** Opening Record extracts block **

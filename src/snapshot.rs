//! Market snapshots and the snapshot store interface.
//!
//! A [`Snapshot`] is the set of assets observed at one point in time. The
//! simulation driver reads snapshots through the [`SnapshotStore`] trait, so
//! callers decide where they come from (a cache directory, a test fixture).
//! [`SnapshotHistory`] is the in-memory store.

use std::collections::BTreeMap;

use rustc_hash::FxHashMap;

use crate::error::{Error, Result};
use crate::types::{Asset, AssetId};

/// All assets observed at one point in time, indexed by id.
///
/// Always contains the cash asset (`usdusd`, price 1).
#[derive(Clone, Debug, Default)]
pub struct Snapshot {
    assets: Vec<Asset>,
    index: FxHashMap<AssetId, usize>,
}

impl Snapshot {
    /// Build a validated snapshot.
    ///
    /// Rejects duplicate ids and negative or non-finite price / market cap.
    /// Inserts the cash asset first if it is missing.
    pub fn new(assets: Vec<Asset>) -> Result<Self> {
        let mut all = Vec::with_capacity(assets.len() + 1);
        if !assets.iter().any(Asset::is_cash) {
            all.push(Asset::cash());
        }
        all.extend(assets);

        let mut index = FxHashMap::default();
        for (i, asset) in all.iter().enumerate() {
            if !asset.price.is_finite() || asset.price < 0.0 {
                return Err(Error::InvalidSnapshot(format!(
                    "{} has invalid price {}",
                    asset.id, asset.price
                )));
            }
            if !asset.market_cap.is_finite() || asset.market_cap < 0.0 {
                return Err(Error::InvalidSnapshot(format!(
                    "{} has invalid market cap {}",
                    asset.id, asset.market_cap
                )));
            }
            if index.insert(asset.id.clone(), i).is_some() {
                return Err(Error::InvalidSnapshot(format!("duplicate asset id {}", asset.id)));
            }
        }

        Ok(Self { assets: all, index })
    }

    /// Assets in insertion order (cash first when it was synthesized).
    pub fn assets(&self) -> &[Asset] {
        &self.assets
    }

    /// Look up an asset by id.
    pub fn get(&self, id: &AssetId) -> Option<&Asset> {
        self.index.get(id).map(|&i| &self.assets[i])
    }

    /// Price of `id`, if the snapshot lists it.
    pub fn price(&self, id: &AssetId) -> Option<f64> {
        self.get(id).map(|a| a.price)
    }

    /// True if the snapshot lists `id`.
    pub fn contains(&self, id: &AssetId) -> bool {
        self.index.contains_key(id)
    }

    /// Number of assets, including cash.
    pub fn len(&self) -> usize {
        self.assets.len()
    }

    pub fn is_empty(&self) -> bool {
        self.assets.is_empty()
    }
}

/// Read access to an ordered series of snapshots.
pub trait SnapshotStore {
    /// Period ids (ISO dates) in ascending order.
    fn periods(&self) -> Vec<&str>;

    /// The snapshot recorded for `period`.
    fn snapshot(&self, period: &str) -> Option<&Snapshot>;
}

/// In-memory snapshot store keyed by period id.
///
/// Period ids sort lexicographically, which matches chronological order for
/// ISO dates (`2018-01-07`, `20180107`).
#[derive(Clone, Debug, Default)]
pub struct SnapshotHistory {
    snapshots: BTreeMap<String, Snapshot>,
}

impl SnapshotHistory {
    pub fn new() -> Self {
        Self::default()
    }

    /// Add or replace the snapshot for `period`.
    pub fn insert(&mut self, period: impl Into<String>, snapshot: Snapshot) -> Option<Snapshot> {
        self.snapshots.insert(period.into(), snapshot)
    }

    pub fn len(&self) -> usize {
        self.snapshots.len()
    }

    pub fn is_empty(&self) -> bool {
        self.snapshots.is_empty()
    }

    /// The most recent period and its snapshot.
    pub fn latest(&self) -> Option<(&str, &Snapshot)> {
        self.snapshots
            .iter()
            .next_back()
            .map(|(p, s)| (p.as_str(), s))
    }

    /// A copy restricted to periods within `[from, to]` (either bound optional).
    pub fn between(&self, from: Option<&str>, to: Option<&str>) -> Self {
        let snapshots = self
            .snapshots
            .iter()
            .filter(|(p, _)| from.is_none_or(|f| p.as_str() >= f))
            .filter(|(p, _)| to.is_none_or(|t| p.as_str() <= t))
            .map(|(p, s)| (p.clone(), s.clone()))
            .collect();
        Self { snapshots }
    }
}

impl SnapshotStore for SnapshotHistory {
    fn periods(&self) -> Vec<&str> {
        self.snapshots.keys().map(String::as_str).collect()
    }

    fn snapshot(&self, period: &str) -> Option<&Snapshot> {
        self.snapshots.get(period)
    }
}

impl FromIterator<(String, Snapshot)> for SnapshotHistory {
    fn from_iter<I: IntoIterator<Item = (String, Snapshot)>>(iter: I) -> Self {
        Self {
            snapshots: iter.into_iter().collect(),
        }
    }
}

#[cfg(test)]
mod tests {
    use super::*;

    fn btc() -> Asset {
        Asset::new("BTC", "Bitcoin", 10_000.0, 170e9)
    }

    #[test]
    fn inserts_cash_when_missing() {
        let snap = Snapshot::new(vec![btc()]).unwrap();
        assert_eq!(snap.len(), 2);
        assert_eq!(snap.price(&AssetId::cash()), Some(1.0));
        assert_eq!(snap.assets()[0].id, AssetId::cash());
    }

    #[test]
    fn keeps_existing_cash() {
        let snap = Snapshot::new(vec![Asset::cash(), btc()]).unwrap();
        assert_eq!(snap.len(), 2);
    }

    #[test]
    fn rejects_duplicate_ids() {
        let result = Snapshot::new(vec![btc(), btc()]);
        assert!(matches!(result, Err(Error::InvalidSnapshot(_))));
    }

    #[test]
    fn rejects_negative_price() {
        let bad = Asset::new("BAD", "Bad", -1.0, 10.0);
        assert!(Snapshot::new(vec![bad]).is_err());
    }

    #[test]
    fn rejects_nan_market_cap() {
        let bad = Asset::new("BAD", "Bad", 1.0, f64::NAN);
        assert!(Snapshot::new(vec![bad]).is_err());
    }

    #[test]
    fn lookup_by_id() {
        let snap = Snapshot::new(vec![btc()]).unwrap();
        let id = AssetId::new("btcbitcoin");
        assert!(snap.contains(&id));
        assert_eq!(snap.get(&id).unwrap().symbol, "BTC");
        assert_eq!(snap.price(&AssetId::new("nope")), None);
    }

    #[test]
    fn history_orders_periods() {
        let mut history = SnapshotHistory::new();
        history.insert("20180301", Snapshot::default());
        history.insert("20180101", Snapshot::default());
        history.insert("20180201", Snapshot::default());

        assert_eq!(history.periods(), vec!["20180101", "20180201", "20180301"]);
        assert_eq!(history.latest().unwrap().0, "20180301");
    }

    #[test]
    fn history_between_bounds() {
        let history: SnapshotHistory = ["20180101", "20180201", "20180301", "20180401"]
            .into_iter()
            .map(|p| (p.to_string(), Snapshot::default()))
            .collect();

        let window = history.between(Some("20180201"), Some("20180301"));
        assert_eq!(window.periods(), vec!["20180201", "20180301"]);

        let open = history.between(None, Some("20180101"));
        assert_eq!(open.len(), 1);
    }
}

** Closing Record extracts block **

▶ **Your instructions**
Scan the data for the string "impl" and copy each line in which it occurs.

▶ **Response**
impl Snapshot {
impl SnapshotHistory {
    pub fn insert(&mut self, period: impl Into<String>, snapshot: Snapshot) -> Option<Snapshot> {
impl SnapshotStore for SnapshotHistory {
impl FromIterator<(String, Snapshot)> for SnapshotHistory {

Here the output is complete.